If a line in the data holds "tokio", copy that line out in full.

*** Opening of Record excerpts ***

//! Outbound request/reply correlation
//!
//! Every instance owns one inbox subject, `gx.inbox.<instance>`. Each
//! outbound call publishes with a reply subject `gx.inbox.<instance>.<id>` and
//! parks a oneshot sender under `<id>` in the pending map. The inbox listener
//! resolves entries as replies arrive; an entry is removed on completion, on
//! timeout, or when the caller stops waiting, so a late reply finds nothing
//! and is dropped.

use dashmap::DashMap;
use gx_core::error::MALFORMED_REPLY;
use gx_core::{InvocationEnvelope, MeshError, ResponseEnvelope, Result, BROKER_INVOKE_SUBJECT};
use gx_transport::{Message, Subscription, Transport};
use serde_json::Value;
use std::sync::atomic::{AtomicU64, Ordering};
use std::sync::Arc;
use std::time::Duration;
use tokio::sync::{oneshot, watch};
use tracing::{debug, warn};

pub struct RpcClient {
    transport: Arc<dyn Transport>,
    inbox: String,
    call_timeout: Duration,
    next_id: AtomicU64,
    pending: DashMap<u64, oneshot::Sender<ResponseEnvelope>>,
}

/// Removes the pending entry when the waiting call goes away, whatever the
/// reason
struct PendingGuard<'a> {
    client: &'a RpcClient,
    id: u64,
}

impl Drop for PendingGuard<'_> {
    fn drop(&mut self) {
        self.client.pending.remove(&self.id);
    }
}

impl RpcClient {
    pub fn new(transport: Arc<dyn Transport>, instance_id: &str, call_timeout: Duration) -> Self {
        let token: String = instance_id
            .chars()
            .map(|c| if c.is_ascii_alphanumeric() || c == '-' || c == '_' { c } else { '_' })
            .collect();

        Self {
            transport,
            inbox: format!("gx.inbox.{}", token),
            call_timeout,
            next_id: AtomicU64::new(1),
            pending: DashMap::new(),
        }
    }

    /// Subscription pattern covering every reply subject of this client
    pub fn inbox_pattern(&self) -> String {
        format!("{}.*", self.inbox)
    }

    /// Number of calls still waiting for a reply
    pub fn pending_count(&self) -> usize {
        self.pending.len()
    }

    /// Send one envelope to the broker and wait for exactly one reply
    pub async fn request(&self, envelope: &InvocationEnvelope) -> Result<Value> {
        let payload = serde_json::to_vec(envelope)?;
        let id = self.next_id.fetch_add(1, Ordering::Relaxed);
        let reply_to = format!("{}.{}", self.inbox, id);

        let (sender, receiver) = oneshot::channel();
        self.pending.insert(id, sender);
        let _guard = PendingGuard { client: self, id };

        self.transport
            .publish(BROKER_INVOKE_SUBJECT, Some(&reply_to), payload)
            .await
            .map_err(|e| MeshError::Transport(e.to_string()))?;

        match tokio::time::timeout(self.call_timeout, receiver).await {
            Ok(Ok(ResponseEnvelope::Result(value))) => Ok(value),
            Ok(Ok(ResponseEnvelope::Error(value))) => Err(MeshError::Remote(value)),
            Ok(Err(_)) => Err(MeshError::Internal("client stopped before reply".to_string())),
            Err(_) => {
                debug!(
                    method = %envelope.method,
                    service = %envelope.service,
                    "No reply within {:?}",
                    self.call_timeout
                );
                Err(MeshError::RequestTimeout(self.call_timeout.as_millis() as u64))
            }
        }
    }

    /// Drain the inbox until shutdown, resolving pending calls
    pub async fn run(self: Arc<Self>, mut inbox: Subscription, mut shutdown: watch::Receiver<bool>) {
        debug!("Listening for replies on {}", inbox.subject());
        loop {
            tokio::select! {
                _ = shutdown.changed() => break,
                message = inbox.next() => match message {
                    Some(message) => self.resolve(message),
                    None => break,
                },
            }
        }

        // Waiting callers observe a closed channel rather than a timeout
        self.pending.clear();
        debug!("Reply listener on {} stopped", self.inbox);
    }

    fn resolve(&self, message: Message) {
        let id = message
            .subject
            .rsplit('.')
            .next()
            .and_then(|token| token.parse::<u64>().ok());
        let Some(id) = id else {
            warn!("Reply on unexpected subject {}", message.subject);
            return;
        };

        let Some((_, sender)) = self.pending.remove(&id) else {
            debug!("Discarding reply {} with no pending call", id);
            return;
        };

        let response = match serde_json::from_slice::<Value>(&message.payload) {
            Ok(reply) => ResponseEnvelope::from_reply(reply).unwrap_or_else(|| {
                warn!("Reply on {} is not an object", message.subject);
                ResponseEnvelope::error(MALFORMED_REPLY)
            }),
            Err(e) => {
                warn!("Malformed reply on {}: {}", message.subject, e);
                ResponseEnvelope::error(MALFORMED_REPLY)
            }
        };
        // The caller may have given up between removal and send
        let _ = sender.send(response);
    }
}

*** Close of Record excerpts ***

**Written reply:**
use tokio::sync::{oneshot, watch};
        match tokio::time::timeout(self.call_timeout, receiver).await {
            tokio::select! {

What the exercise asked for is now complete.